田原 今の風俗店は、従来の店舗型と違って派遣型ですから、いかに女性をスムーズに目的地まで派遣できるかが大事。そこで重要になってくるのが、道路状況や、どこのホテルに空きがあるかなどの“情報”。デリヘルを経営するには、それらを管理するシステムが必要なんです。IT出身者はそれを自前で作ることができますし、飲食チェーンならすでにあるデリバリーのシステムを応用することができます。

 

今では女性も安心して応募できる

東海林 田原さんは、デリヘルで働く女性たちにも取材をされています。皆さんとても真面目というか、正直僕のイメージしていた“デリヘル嬢”とは全然違いました。昼間は普通にOLとして働いている女性や、良い大学に通っている女子大生とか、家庭の主婦とか。

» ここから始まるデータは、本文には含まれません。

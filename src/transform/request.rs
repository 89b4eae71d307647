//! Wire representation of a transformation request
//!
//! Every operation is optional and independent; field order in the payload
//! carries no meaning. Integers are kept signed here so out-of-range values
//! surface as validation errors with a parameter name instead of a JSON
//! type error.

use serde::{Deserialize, Serialize};

#[derive(Debug, Clone, Default, PartialEq, Serialize, Deserialize)]
pub struct TransformationRequest {
    #[serde(default, skip_serializing_if = "Option::is_none")]
    pub resize: Option<ResizeRequest>,
    #[serde(default, skip_serializing_if = "Option::is_none")]
    pub crop: Option<CropRequest>,
    #[serde(default, skip_serializing_if = "Option::is_none")]
    pub rotate: Option<RotateRequest>,
    #[serde(default, skip_serializing_if = "Option::is_none")]
    pub flip: Option<FlipRequest>,
    #[serde(default, skip_serializing_if = "Option::is_none")]
    pub watermark: Option<WatermarkRequest>,
    #[serde(default, skip_serializing_if = "Option::is_none")]
    pub format_conversion: Option<FormatConversionRequest>,
    #[serde(default, skip_serializing_if = "Option::is_none")]
    pub filter: Option<FilterRequest>,
}

impl TransformationRequest {
    pub fn from_json(body: &[u8]) -> Result<Self, serde_json::Error> {
        serde_json::from_slice(body)
    }
}

#[derive(Debug, Clone, Copy, PartialEq, Eq, Serialize, Deserialize)]
pub struct ResizeRequest {
    pub width: i64,
    pub height: i64,
}

/// Origin plus size: the region is `[x, x+width) × [y, y+height)`
#[derive(Debug, Clone, Copy, PartialEq, Eq, Serialize, Deserialize)]
pub struct CropRequest {
    pub x: i64,
    pub y: i64,
    pub width: i64,
    pub height: i64,
}

#[derive(Debug, Clone, Copy, PartialEq, Serialize, Deserialize)]
pub struct RotateRequest {
    /// Degrees, counter-clockwise
    pub angle: f64,
}

#[derive(Debug, Clone, PartialEq, Eq, Serialize, Deserialize)]
pub struct FlipRequest {
    pub direction: String,
}

#[derive(Debug, Clone, Copy, PartialEq, Eq, Default, Serialize, Deserialize)]
pub struct Point {
    pub x: i64,
    pub y: i64,
}

#[derive(Debug, Clone, PartialEq, Eq, Serialize, Deserialize)]
pub struct WatermarkRequest {
    pub text: String,
    /// Top-left corner of the text box
    #[serde(default)]
    pub position: Point,
    pub opacity: i64,
    /// Hex text color, white when absent
    #[serde(default, skip_serializing_if = "Option::is_none")]
    pub color: Option<String>,
}

#[derive(Debug, Clone, PartialEq, Eq, Serialize, Deserialize)]
pub struct FormatConversionRequest {
    pub format: String,
}

/// Signed percentages; an omitted field means no adjustment
#[derive(Debug, Clone, Copy, PartialEq, Eq, Default, Serialize, Deserialize)]
pub struct FilterRequest {
    #[serde(default)]
    pub saturation: i64,
    #[serde(default)]
    pub brightness: i64,
    #[serde(default)]
    pub contrast: i64,
}

#[cfg(test)]
mod tests {
    use super::*;

    #[test]
    fn test_empty_object_is_empty_request() {
        let request = TransformationRequest::from_json(b"{}").unwrap();
        assert_eq!(request, TransformationRequest::default());
    }

    #[test]
    fn test_full_request_parses() {
        let body = br#"{
            "filter": {"saturation": 10, "brightness": -5, "contrast": 20},
            "resize": {"width": 50, "height": 40},
            "crop": {"x": 1, "y": 2, "width": 30, "height": 20},
            "rotate": {"angle": 45.5},
            "flip": {"direction": "horizontal"},
            "watermark": {"text": "hi", "position": {"x": 3, "y": 4}, "opacity": 60},
            "format_conversion": {"format": "png"}
        }"#;
        let request = TransformationRequest::from_json(body).unwrap();
        assert_eq!(request.resize, Some(ResizeRequest { width: 50, height: 40 }));
        assert_eq!(request.rotate.unwrap().angle, 45.5);
        assert_eq!(request.watermark.as_ref().unwrap().position, Point { x: 3, y: 4 });
        assert_eq!(request.watermark.unwrap().color, None);
        assert_eq!(request.format_conversion.unwrap().format, "png");
        assert_eq!(request.filter.unwrap().brightness, -5);
    }

    #[test]
    fn test_partial_filter_defaults_to_zero() {
        let request = TransformationRequest::from_json(br#"{"filter": {"contrast": 15}}"#).unwrap();
        assert_eq!(
            request.filter,
            Some(FilterRequest {
                saturation: 0,
                brightness: 0,
                contrast: 15
            })
        );
    }

    #[test]
    fn test_unknown_fields_are_ignored() {
        let request = TransformationRequest::from_json(br#"{"sharpen": {"amount": 3}}"#).unwrap();
        assert_eq!(request, TransformationRequest::default());
    }

    #[test]
    fn test_malformed_json_is_error() {
        assert!(TransformationRequest::from_json(b"{\"resize\": ").is_err());
        assert!(TransformationRequest::from_json(br#"{"resize": {"width": "big"}}"#).is_err());
    }
}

田原 『セックス・ウォーズ 飽食時代の性』の執筆のために風俗の取材をしたのは1980年代ですが、あの頃と今では明らかに女性の質が変化していました。昔はスカウトマンが街なかで女性に声をかけたり、嘘の求人情報を載せて募集をかけたり、騙すような形で女性を集めて、ムリヤリ風俗で働かせていた。しかし今や、女性たちの方から応募してくるので、店側が無理をして女性を集める必要がないといいます。

東海林 経営がしっかりしていると、女性も安心して応募できるということなのでしょうか。

 

デリヘルで“生きがい”

田原 それともうひとつ、今の若い女性たちは「あと月5万あれば、10万あれば」と切実に感じています。他の仕事でその額を稼ごうと思ったら、時間も取られるし大変です。しかしデリヘルなら、自分の空いた時間で効率よく稼げるというわけです。

東海林 大体どのくらいの収入になるのですか。

田原 月5万円稼ぐには、月5回、移動時間含め8時間程度の労働になるそうです。

東海林 女性のなかには、「人の役に立っている」と感じる人や、この仕事を通じて「生きがいを感じる」と答えている人もいて、驚きました。

田原 お客さんから「君のおかげで、生きているっていう感じがあるんだ」と言われて、とても嬉しかったと話してくれた女性もいましたね。

東海林 老人が言うのは分かりますが……、女性の側から「生きがい」という言葉が出てきたのは、かなり衝撃的でした。しかし、うーん……これは本音なんですかね? どうも美談に聞こえるというか、信用しきれない(笑)。

田原 かなりの部分、本音だと思いますよ。